↓

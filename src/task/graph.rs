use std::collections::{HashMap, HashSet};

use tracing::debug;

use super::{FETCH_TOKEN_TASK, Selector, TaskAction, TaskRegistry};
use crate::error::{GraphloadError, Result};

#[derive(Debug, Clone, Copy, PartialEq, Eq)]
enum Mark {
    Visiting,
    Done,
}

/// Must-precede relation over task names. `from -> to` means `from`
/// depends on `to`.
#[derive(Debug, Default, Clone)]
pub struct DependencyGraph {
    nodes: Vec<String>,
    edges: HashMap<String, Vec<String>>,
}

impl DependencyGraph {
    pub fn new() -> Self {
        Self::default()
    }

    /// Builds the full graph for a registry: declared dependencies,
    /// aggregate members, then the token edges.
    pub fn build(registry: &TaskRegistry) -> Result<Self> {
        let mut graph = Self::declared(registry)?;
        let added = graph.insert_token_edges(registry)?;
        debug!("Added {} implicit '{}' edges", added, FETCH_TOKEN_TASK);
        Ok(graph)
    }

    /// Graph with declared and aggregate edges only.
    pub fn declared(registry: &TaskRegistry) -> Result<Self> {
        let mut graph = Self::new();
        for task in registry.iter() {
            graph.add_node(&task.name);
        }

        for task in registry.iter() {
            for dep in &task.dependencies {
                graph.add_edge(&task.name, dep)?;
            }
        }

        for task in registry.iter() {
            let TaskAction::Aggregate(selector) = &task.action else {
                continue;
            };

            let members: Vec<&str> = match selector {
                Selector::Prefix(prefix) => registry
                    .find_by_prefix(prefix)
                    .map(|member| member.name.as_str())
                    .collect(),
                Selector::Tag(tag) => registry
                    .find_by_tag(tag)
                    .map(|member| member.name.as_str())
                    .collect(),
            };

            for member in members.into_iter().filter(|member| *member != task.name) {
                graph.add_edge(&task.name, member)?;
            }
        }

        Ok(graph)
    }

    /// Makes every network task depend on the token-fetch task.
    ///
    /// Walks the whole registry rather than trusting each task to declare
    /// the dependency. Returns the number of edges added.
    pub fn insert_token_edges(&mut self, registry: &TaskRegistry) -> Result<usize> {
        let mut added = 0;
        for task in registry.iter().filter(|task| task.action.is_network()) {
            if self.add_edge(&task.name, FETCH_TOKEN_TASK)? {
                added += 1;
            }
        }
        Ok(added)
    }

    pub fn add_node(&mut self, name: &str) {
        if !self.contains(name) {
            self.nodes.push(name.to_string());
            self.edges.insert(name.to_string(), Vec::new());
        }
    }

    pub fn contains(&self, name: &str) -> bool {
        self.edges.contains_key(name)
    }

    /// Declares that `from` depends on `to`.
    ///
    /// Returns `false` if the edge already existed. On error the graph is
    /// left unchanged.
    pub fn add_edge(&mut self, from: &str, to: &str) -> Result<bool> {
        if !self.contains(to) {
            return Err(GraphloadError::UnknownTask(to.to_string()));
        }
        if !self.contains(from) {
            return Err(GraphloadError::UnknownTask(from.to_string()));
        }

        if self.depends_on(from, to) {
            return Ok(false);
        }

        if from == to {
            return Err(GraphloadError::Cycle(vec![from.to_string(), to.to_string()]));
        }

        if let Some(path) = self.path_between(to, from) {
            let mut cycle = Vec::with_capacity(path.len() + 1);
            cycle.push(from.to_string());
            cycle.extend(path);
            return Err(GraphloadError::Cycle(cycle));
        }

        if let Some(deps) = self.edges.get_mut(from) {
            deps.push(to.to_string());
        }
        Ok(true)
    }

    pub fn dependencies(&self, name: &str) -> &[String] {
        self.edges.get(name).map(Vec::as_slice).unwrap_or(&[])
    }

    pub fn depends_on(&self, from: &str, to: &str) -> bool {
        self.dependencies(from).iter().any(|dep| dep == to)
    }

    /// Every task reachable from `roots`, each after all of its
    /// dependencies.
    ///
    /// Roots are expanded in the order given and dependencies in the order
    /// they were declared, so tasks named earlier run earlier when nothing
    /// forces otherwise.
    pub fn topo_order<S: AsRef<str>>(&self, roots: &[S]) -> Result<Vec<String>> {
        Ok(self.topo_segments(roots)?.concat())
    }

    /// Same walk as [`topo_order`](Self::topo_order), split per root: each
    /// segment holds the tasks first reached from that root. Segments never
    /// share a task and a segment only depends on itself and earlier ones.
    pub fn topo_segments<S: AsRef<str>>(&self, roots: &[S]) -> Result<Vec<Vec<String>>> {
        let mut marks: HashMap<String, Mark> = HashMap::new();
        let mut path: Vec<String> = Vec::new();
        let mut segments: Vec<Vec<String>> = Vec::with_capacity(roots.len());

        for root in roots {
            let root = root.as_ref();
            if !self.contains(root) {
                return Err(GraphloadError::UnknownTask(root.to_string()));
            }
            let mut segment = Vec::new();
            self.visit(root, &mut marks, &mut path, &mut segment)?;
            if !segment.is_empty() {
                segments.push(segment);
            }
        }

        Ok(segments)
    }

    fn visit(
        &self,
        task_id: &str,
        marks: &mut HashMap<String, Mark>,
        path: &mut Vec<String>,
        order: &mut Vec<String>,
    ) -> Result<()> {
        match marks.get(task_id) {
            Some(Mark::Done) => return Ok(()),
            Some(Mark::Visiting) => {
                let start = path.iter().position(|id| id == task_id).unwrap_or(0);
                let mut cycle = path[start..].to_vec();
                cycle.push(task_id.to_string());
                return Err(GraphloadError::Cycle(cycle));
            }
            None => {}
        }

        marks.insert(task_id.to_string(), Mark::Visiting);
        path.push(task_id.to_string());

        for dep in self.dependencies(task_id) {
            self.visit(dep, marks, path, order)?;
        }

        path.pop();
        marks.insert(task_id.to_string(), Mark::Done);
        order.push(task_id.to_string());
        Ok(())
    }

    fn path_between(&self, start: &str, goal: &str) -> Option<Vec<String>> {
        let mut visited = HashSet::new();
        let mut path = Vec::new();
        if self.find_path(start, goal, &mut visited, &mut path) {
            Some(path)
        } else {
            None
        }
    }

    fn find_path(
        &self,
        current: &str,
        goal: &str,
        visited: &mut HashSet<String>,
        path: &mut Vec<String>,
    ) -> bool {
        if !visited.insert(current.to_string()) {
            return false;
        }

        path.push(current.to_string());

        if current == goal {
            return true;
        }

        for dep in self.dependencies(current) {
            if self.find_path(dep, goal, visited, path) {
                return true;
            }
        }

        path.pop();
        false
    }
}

↑
↓

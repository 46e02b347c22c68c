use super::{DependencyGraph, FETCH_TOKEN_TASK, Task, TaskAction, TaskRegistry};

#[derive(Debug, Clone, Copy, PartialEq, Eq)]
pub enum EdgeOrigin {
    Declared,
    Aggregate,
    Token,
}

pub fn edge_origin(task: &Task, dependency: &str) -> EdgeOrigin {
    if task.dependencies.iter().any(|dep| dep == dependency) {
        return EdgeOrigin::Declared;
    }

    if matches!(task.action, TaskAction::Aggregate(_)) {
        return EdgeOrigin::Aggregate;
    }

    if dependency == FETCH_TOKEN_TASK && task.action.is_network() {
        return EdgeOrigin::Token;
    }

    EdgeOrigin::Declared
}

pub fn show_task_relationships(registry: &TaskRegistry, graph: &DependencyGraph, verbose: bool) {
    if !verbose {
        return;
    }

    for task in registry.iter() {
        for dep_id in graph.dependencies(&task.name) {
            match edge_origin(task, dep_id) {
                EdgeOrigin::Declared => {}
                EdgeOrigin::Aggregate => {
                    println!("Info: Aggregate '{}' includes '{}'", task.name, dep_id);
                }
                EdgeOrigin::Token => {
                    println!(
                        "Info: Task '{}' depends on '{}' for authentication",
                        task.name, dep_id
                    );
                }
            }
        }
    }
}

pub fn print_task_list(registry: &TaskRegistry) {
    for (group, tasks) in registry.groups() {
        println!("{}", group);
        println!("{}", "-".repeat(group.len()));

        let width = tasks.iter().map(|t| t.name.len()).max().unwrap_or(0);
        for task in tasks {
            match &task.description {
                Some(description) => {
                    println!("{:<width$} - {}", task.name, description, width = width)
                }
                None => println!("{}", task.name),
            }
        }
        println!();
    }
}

↑

# WORK INSTRUCTION:
Copy out, from the material above, each line in which the string "visited" is found.

# TASK SOLUTION:
        let mut visited = HashSet::new();
        if self.find_path(start, goal, &mut visited, &mut path) {
        visited: &mut HashSet<String>,
        if !visited.insert(current.to_string()) {
            if self.find_path(dep, goal, visited, path) {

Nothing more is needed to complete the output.